As for other books. If readers are interested in the history of medical imaging across modalities, "Naked to the Bone: Medical Imaging in the Twentieth Century" by Bettyann Kevles is a phenomenal book. It covers some sociology, but is more from a historian's perspective.

If you want to read more about Damadian and his role in the creation of MRI, there is a good series of semi-lay articles in the Journal of Magnetic Resonance Imaging Volume 20, Issue 2, 2004. Some articles support him and some downplay his role.
http://www3.interscience.wiley.com/journal/109561264/issue

I should note that Dr. Joyce is bending history a bit too much toward her thesis about the centrality of images by writing Lauterbur was the first to consider turning that data into anatomical pictures. This innovation (along with the use of gradients to map spatial information) proved crucial in terms of scientific recognition. The innovation is what cut data collected times by several orders of magnitude made MRI practical to collect data from people. Sure images are nice, but this was the key discovery that turned MRI into a useful clinical tool. There is a good argument that Damadian was also worthy of inclusion, but that doesn't downplay the scientific and clinical significance of the other's findings.

BTW, in case you haven't figured it out by now, I do research with MRI.

I do research with a computer.

I do research with citation databases.

I do research with structuralist tools.

I do research with books.

Just because I use these various items to do my research, I would never presume to know everything there is to know about them their history, the ways in which they are produced, or how they function. How preposterous! If someone came along and said: Ive been hanging out at the Thomason Scientific [where ISIs web of science is pieced together] for seven years and Ive watched the ways in which the programs behind the databases have evolved, the ways in which weve learned to rely on these databases rather than card catalogs (or perhaps the cumbersome Chem abstracts), and the hidden voids and gaps in knowledge that result in trying to present a database that is truly encyclopedic [and of course its not, thats why rivals like google can construct their own version] I cant imagine having the audacity to tell that person that because I *use* web of science for my research that I somehow know more about it.

This interview has been one of the most intriguing that Ive read in this series. As someone who dabbled a bit in the history of NMR and someone who unfortunately has had many run-ins with MRIs of late, I found the stories that Prof. Joyce wove together to be evocative and provocative.
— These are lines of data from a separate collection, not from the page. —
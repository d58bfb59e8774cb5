//! Bus handlers wiring lifecycle topics to the dispatcher.
//!
//! One handler per topic. Each decodes the lifecycle snapshot, initiates
//! the triggered operation, and acknowledges. HTTP completion is observed
//! through the store, never awaited here, so a crash between initiation and
//! completion leaves a pending event for the retry scheduler to reclaim.
//! Decode failures are handler errors: the message redelivers until a
//! deploy that understands it comes along.

use sinker_bus::{BusMessage, MessageHandler, Result};
use sinker_core::LifecycleMessage;
use tracing::debug;

use crate::{dispatcher::Dispatcher, notifications::NotificationRouter};

/// Triggers a dispatch for every message on `webhook-events`.
#[derive(Debug)]
pub struct DispatchHandler {
    dispatcher: Dispatcher,
}

impl DispatchHandler {
    /// Wraps a dispatcher for consumption from the events topic.
    pub fn new(dispatcher: Dispatcher) -> Self {
        Self { dispatcher }
    }
}

#[async_trait::async_trait]
impl MessageHandler for DispatchHandler {
    async fn handle(&self, message: &BusMessage) -> Result<()> {
        let lifecycle: LifecycleMessage = message.decode()?;
        debug!(event_id = %lifecycle.event_id, "dispatch triggered from bus");
        self.dispatcher.dispatch(lifecycle.event_id);
        Ok(())
    }
}

/// Schedules a backoff dispatch for every message on `webhook-retries`.
///
/// The attempt count carried on the message decides the exponential delay.
#[derive(Debug)]
pub struct BackoffHandler {
    dispatcher: Dispatcher,
}

impl BackoffHandler {
    /// Wraps a dispatcher for consumption from the retries topic.
    pub fn new(dispatcher: Dispatcher) -> Self {
        Self { dispatcher }
    }
}

#[async_trait::async_trait]
impl MessageHandler for BackoffHandler {
    async fn handle(&self, message: &BusMessage) -> Result<()> {
        let lifecycle: LifecycleMessage = message.decode()?;
        debug!(
            event_id = %lifecycle.event_id,
            attempts = lifecycle.attempts,
            "backoff dispatch triggered from bus"
        );
        self.dispatcher.dispatch_after_backoff(lifecycle.event_id, lifecycle.attempts);
        Ok(())
    }
}

/// Feeds `webhook-notifications` messages to the notification router.
#[derive(Debug)]
pub struct NotificationHandler {
    router: NotificationRouter,
}

impl NotificationHandler {
    /// Wraps a router for consumption from the notifications topic.
    pub fn new(router: NotificationRouter) -> Self {
        Self { router }
    }
}

#[async_trait::async_trait]
impl MessageHandler for NotificationHandler {
    async fn handle(&self, message: &BusMessage) -> Result<()> {
        let lifecycle: LifecycleMessage = message.decode()?;
        self.router.process(&lifecycle);
        Ok(())
    }
}
//! Error types for bus consumers.

use thiserror::Error;

/// Convenience alias for bus results.
pub type Result<T> = std::result::Result<T, BusError>;

/// Errors a message handler can surface.
///
/// Any error returned from a handler suppresses acknowledgment, so the
/// consumer worker redelivers the message after its configured delay.
#[derive(Debug, Error)]
pub enum BusError {
    /// The payload could not be decoded into the expected shape.
    #[error("failed to decode message payload: {0}")]
    Decode(String),

    /// The handler's own processing failed.
    #[error("handler failed: {0}")]
    Handler(String),
}

impl BusError {
    /// Creates a decode error.
    pub fn decode(message: impl Into<String>) -> Self {
        Self::Decode(message.into())
    }

    /// Creates a handler error.
    pub fn handler(message: impl Into<String>) -> Self {
        Self::Handler(message.into())
    }
}

#[cfg(test)]
mod tests {
    use super::*;

    #[test]
    fn error_messages_are_lowercase_and_descriptive() {
        let err = BusError::decode("missing field");
        assert_eq!(err.to_string(), "failed to decode message payload: missing field");

        let err = BusError::handler("store unavailable");
        assert_eq!(err.to_string(), "handler failed: store unavailable");
    }
}
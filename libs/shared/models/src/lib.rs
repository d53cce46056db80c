pub mod auth;
pub mod error;

pub use auth::*;
pub use error::AppError;
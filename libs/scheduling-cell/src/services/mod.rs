pub mod booking;
pub mod queries;

pub use booking::BookingService;
pub use queries::AppointmentQueryService;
Evocative of the ways in which images and image producing machines do *speak* to us in ways in which more traditional machines do not (and this is of course why Damadian didnt get the Nobel along with his colleagues the production of the image won, not the idea of using it on biological entities). Provocative because it says a lot about the ways in which modern health care has evolved. Its not just doctors relying on these imaging technologies, but the patients as well. Think of the parallels to the growth in use of fetal imaging technologies. As people who chose not to use them throughout our pregnancy, my spouse and I were treated with both surprise and uneasiness. Why *wouldnt* you get one? But why would we? What can we learn from that image that we cant learn from simply being in touch with the development through other senses? What are the consequences and limitations of such technologies? While the fetal imaging technologies have been written about at great length, this is the first time Ive seen someone tackle the topic in another arena of medicine and its high time. What is it that we *see* in the MRI? The myth is that it provides someone an unobstructed view into the body. But transparency only exists if we ignore the massive amount of electrical, mechanical, and magnetic mediation that takes place. If MRIs are transparent, then why can only certain trained individuals see with them? Prof. Joyce has opened a wonderful black box for us full of all sorts of goodies. Thanks.

jar,
Part of research is to understand the limitations of one's own knowledge and to respond to relevant criticism with future work that either rebuts or supports your original thesis. My comment focused on some criticisms of Dr. Joyce's work as presented in this interview, but that doesn't means there isn't value here too. If there was no value, I probably wouldn't have bothered to comment. Assuming she ever reads this, I hope this provides some thoughts for future research and improving her current work.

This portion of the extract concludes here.